The Scottish Government wants to make Scotland the best place for children to grow up, a key part of achieving this vision being the the forthcoming Children and Young People Bill.
The issue of children’s rights is crucial here. That and the incorporation of the United Nations Convention on the Rights of the Child (UNCRC) into Scots law. Today, the Scottish Parliament’s education committee will finalise its Stage 1 report on this hugely important bill. Ahead of this, it has received supplementary evidence from Professor of Family Law at the University of Stirling, Elaine Sutherland, outlining reasons to incorporate the UNCRC and posing the question whether we want Scotland to be a “leader or a follower in terms of respecting children’s rights”. While acknowledging “much fine work has already been done in Scotland in implementing the obligations under the UN Convention”, Professor Sutherland also cautions that there remains “much room for improvement”.

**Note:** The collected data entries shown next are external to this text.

use crate::config::types::Config;
use crate::config::validation::validate;
use crate::ConfigError;
use sha2::{Digest, Sha256};
use std::path::Path;

/// Loads and parses a configuration file from the given path
///
/// # Arguments
///
/// * `path` - Path to the TOML configuration file
///
/// # Returns
///
/// * `Ok(Config)` - Successfully loaded and validated configuration
/// * `Err(ConfigError)` - Failed to load, parse, or validate the configuration
///
/// # Example
///
/// ```no_run
/// use std::path::Path;
/// use content_audit::config::load_config;
///
/// let config = load_config(Path::new("audit.toml")).unwrap();
/// println!("Link checks: {}", config.audit.check_links);
/// ```
pub fn load_config(path: &Path) -> Result<Config, ConfigError> {
    let content = std::fs::read_to_string(path)?;
    let config: Config = toml::from_str(&content)?;
    validate(&config)?;
    Ok(config)
}

/// Computes a hex-encoded SHA-256 hash of arbitrary text
pub fn hash_content(content: &str) -> String {
    let mut hasher = Sha256::new();
    hasher.update(content.as_bytes());
    hex::encode(hasher.finalize())
}

/// Computes a SHA-256 hash of the configuration file content
///
/// This is used to detect if the configuration has changed between runs.
pub fn compute_config_hash(path: &Path) -> Result<String, ConfigError> {
    let content = std::fs::read_to_string(path)?;
    Ok(hash_content(&content))
}

/// Loads a configuration and returns both the config and its hash
pub fn load_config_with_hash(path: &Path) -> Result<(Config, String), ConfigError> {
    let config = load_config(path)?;
    let hash = compute_config_hash(path)?;
    Ok((config, hash))
}
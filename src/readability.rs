//! Readability scoring for extracted text
//!
//! Computes the Flesch reading-ease score and the Flesch–Kincaid grade
//! level. Short labels (ten words or fewer) are not scored. A word is any
//! whitespace-separated token, so "20" and "%" count toward the threshold
//! and add no syllables.

use crate::state::round2;

/// Texts with this many words or fewer are not scored
pub const MIN_WORDS: usize = 10;

/// Reading-ease and grade-level estimates for one text value
#[derive(Debug, Clone, Copy, PartialEq)]
pub struct ReadabilityScore {
    pub reading_ease: f64,
    pub grade_level: f64,
}

/// Scores a text value
///
/// Returns None for short texts and for degenerate input that would not
/// produce finite numbers.
///
/// # Examples
///
/// ```
/// use content_audit::readability::score;
///
/// assert!(score("Shop the new collection").is_none());
/// ```
pub fn score(text: &str) -> Option<ReadabilityScore> {
    let words = words(text);
    if words.len() <= MIN_WORDS {
        return None;
    }

    let word_count = words.len() as f64;
    let sentence_count = count_sentences(text) as f64;
    let syllable_count: usize = words.iter().map(|w| count_syllables(w)).sum();
    let syllable_count = syllable_count as f64;

    let words_per_sentence = word_count / sentence_count;
    let syllables_per_word = syllable_count / word_count;

    let reading_ease = 206.835 - 1.015 * words_per_sentence - 84.6 * syllables_per_word;
    let grade_level = 0.39 * words_per_sentence + 11.8 * syllables_per_word - 15.59;

    if !reading_ease.is_finite() || !grade_level.is_finite() {
        return None;
    }

    Some(ReadabilityScore {
        reading_ease: round2(reading_ease),
        grade_level: round2(grade_level),
    })
}

/// Number of words as counted for the scoring threshold
pub fn word_count(text: &str) -> usize {
    words(text).len()
}

/// Whitespace-separated tokens, letterless ones included
fn words(text: &str) -> Vec<&str> {
    text.split_whitespace().collect()
}

/// Counts sentence terminators (runs of `.`, `!`, `?`), at least one
fn count_sentences(text: &str) -> usize {
    let mut count = 0;
    let mut in_terminator = false;

    for c in text.chars() {
        if matches!(c, '.' | '!' | '?') {
            if !in_terminator {
                count += 1;
                in_terminator = true;
            }
        } else if !c.is_whitespace() {
            in_terminator = false;
        }
    }

    // Trailing text without a terminator is still a sentence.
    let trailing = text
        .trim_end()
        .chars()
        .last()
        .map(|c| !matches!(c, '.' | '!' | '?'))
        .unwrap_or(false);
    if trailing {
        count += 1;
    }

    count.max(1)
}

/// Vowel-group syllable heuristic with silent-e adjustment
///
/// At least one for any token with a letter, zero otherwise.
fn count_syllables(word: &str) -> usize {
    let word: Vec<char> = word
        .chars()
        .filter(|c| c.is_alphabetic())
        .flat_map(char::to_lowercase)
        .collect();

    if word.is_empty() {
        return 0;
    }

    let is_vowel = |c: char| matches!(c, 'a' | 'e' | 'i' | 'o' | 'u' | 'y');

    let mut count = 0;
    let mut previous_vowel = false;
    for &c in &word {
        let vowel = is_vowel(c);
        if vowel && !previous_vowel {
            count += 1;
        }
        previous_vowel = vowel;
    }

    let len = word.len();
    if count > 1 && word[len - 1] == 'e' && !(len >= 2 && word[len - 2] == 'l') {
        count -= 1;
    }

    count.max(1)
}
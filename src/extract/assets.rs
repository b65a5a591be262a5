//! Asset discovery
//!
//! Finds documents and images a page links to. Size lookup is a separate,
//! networked step (see `audit::asset_sizes`); rows leave this module with
//! [`FileSize::NotRequested`].

use crate::config::AssetsConfig;
use crate::extract::element_text;
use crate::state::{AssetRow, FileSize};
use crate::url::{path_extension, resolve_reference};
use scraper::{ElementRef, Html, Selector};
use std::collections::HashSet;
use url::Url;

/// Extensions reported as `Image` rather than `Document`
pub const IMAGE_EXTENSIONS: &[&str] = &[
    "jpg", "jpeg", "png", "gif", "svg", "webp", "avif", "bmp", "ico", "tif", "tiff",
];

/// Image source attributes in preference order (lazy-load first)
const IMAGE_SOURCE_ATTRIBUTES: &[&str] = &["data-src", "data-lazy-src", "src"];

/// Collects asset references from parsed pages
#[derive(Debug, Clone)]
pub struct AssetCollector {
    extensions: HashSet<String>,
}

impl AssetCollector {
    pub fn new<I, S>(extensions: I) -> Self
    where
        I: IntoIterator<Item = S>,
        S: AsRef<str>,
    {
        Self {
            extensions: extensions
                .into_iter()
                .map(|ext| ext.as_ref().trim_start_matches('.').to_ascii_lowercase())
                .collect(),
        }
    }

    pub fn from_config(config: &AssetsConfig) -> Self {
        Self::new(&config.extensions)
    }

    /// Collects the page's assets, deduplicated by absolute URL
    ///
    /// Fragments are dropped before deduplication. Anchors to a configured extension come first, then images, each in
    /// document order. The first reference to a URL decides its metadata.
    pub fn collect(&self, document: &Html, page_url: &Url) -> Vec<AssetRow> {
        let mut seen = HashSet::new();
        let mut assets = Vec::new();

        let mut push = |mut url: Url, asset_type: String, link_text: String| {
            url.set_fragment(None);
            if seen.insert(url.to_string()) {
                assets.push(AssetRow {
                    source_page_url: page_url.to_string(),
                    asset_url: url.to_string(),
                    asset_type,
                    link_text,
                    file_size: FileSize::NotRequested,
                });
            }
        };

        if let Ok(selector) = Selector::parse("a[href]") {
            for element in document.select(&selector) {
                let Some(href) = element.value().attr("href") else {
                    continue;
                };
                let Some(url) = resolve_reference(href, page_url) else {
                    continue;
                };
                let Some(ext) = path_extension(&url).filter(|ext| self.extensions.contains(ext))
                else {
                    continue;
                };

                push(url, asset_type(Some(ext.as_str())), element_text(&element));
            }
        }

        if let Ok(selector) = Selector::parse("img") {
            for element in document.select(&selector) {
                let Some(url) = image_source(&element, page_url) else {
                    continue;
                };
                let ext = path_extension(&url);
                let alt = element.value().attr("alt").unwrap_or_default().trim();

                push(url, image_type(ext.as_deref()), alt.to_string());
            }
        }

        tracing::debug!("Found {} assets on {}", assets.len(), page_url);
        assets
    }
}

/// First usable image source, preferring lazy-load attributes
fn image_source(element: &ElementRef, page_url: &Url) -> Option<Url> {
    IMAGE_SOURCE_ATTRIBUTES
        .iter()
        .filter_map(|attr| element.value().attr(attr))
        .find(|value| !value.trim().is_empty())
        .and_then(|value| resolve_reference(value, page_url))
}

fn asset_type(ext: Option<&str>) -> String {
    match ext {
        Some(ext) if IMAGE_EXTENSIONS.contains(&ext) => format!("Image ({})", ext),
        Some(ext) => format!("Document ({})", ext),
        None => "Document".to_string(),
    }
}

fn image_type(ext: Option<&str>) -> String {
    match ext {
        Some(ext) => format!("Image ({})", ext),
        None => "Image".to_string(),
    }
}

Her position is shared by Together (Scottish Alliance for Children’s Rights), and many children’s organisations in Scotland, including CHILDREN 1ST. We believe that if we want to “make rights real”, the UNCRC must be incorporated: the provisions in the Children and Young People Bill on this are good, but we would like to see them strengthened.

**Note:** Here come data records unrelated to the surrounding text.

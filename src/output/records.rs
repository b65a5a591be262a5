//! Uploading result tables to a record store

use crate::output::table::TabularRow;
use crate::output::traits::{RecordStore, UploadReport};
use crate::state::BatchState;

/// Uploads every row of one table, continuing past rejected records
pub async fn upload_rows<R: TabularRow>(store: &dyn RecordStore, rows: &[R]) -> UploadReport {
    let mut report = UploadReport {
        table: R::TABLE.to_string(),
        ..Default::default()
    };

    for (index, row) in rows.iter().enumerate() {
        let record = row.to_record();
        match store.upsert(R::TABLE, &record, R::KEY_COLUMNS).await {
            Ok(()) => report.uploaded += 1,
            Err(e) => {
                tracing::warn!("Failed to upload {} row {}: {}", R::TABLE, index, e);
                report.failures.push((index, e.to_string()));
            }
        }
    }

    tracing::info!(
        "Uploaded {}/{} {} rows",
        report.uploaded,
        rows.len(),
        R::TABLE
    );
    report
}

/// Uploads the four batch tables in order: pages, content, assets, links
pub async fn upload_batch(store: &dyn RecordStore, state: &BatchState) -> Vec<UploadReport> {
    vec![
        upload_rows(store, &state.page_rows).await,
        upload_rows(store, &state.content_rows).await,
        upload_rows(store, &state.asset_rows).await,
        upload_rows(store, &state.link_rows).await,
    ]
}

The bill presents the perfect opportunity to begin developing an overarching children’s rights framework to influence all areas of policy and practice, giving more leverage to politicians, public officials and non-governmental organisations striving to advance children’s rights. Moreover, it would enhance a culture of respect for children and send a clear message about how we value them. It would also fulfil the strategic objectives of the Council of Europe’s programme: Building a Europe for and with children – which the bill (in its current form) simply does not do.
Embedding a rights-based approach to future policy and practice is vital if we want to improve outcomes for children, to ensure Scotland really does become the best place for children to grow up.
Let’s seize this opportunity to lead the way in making children’s rights real.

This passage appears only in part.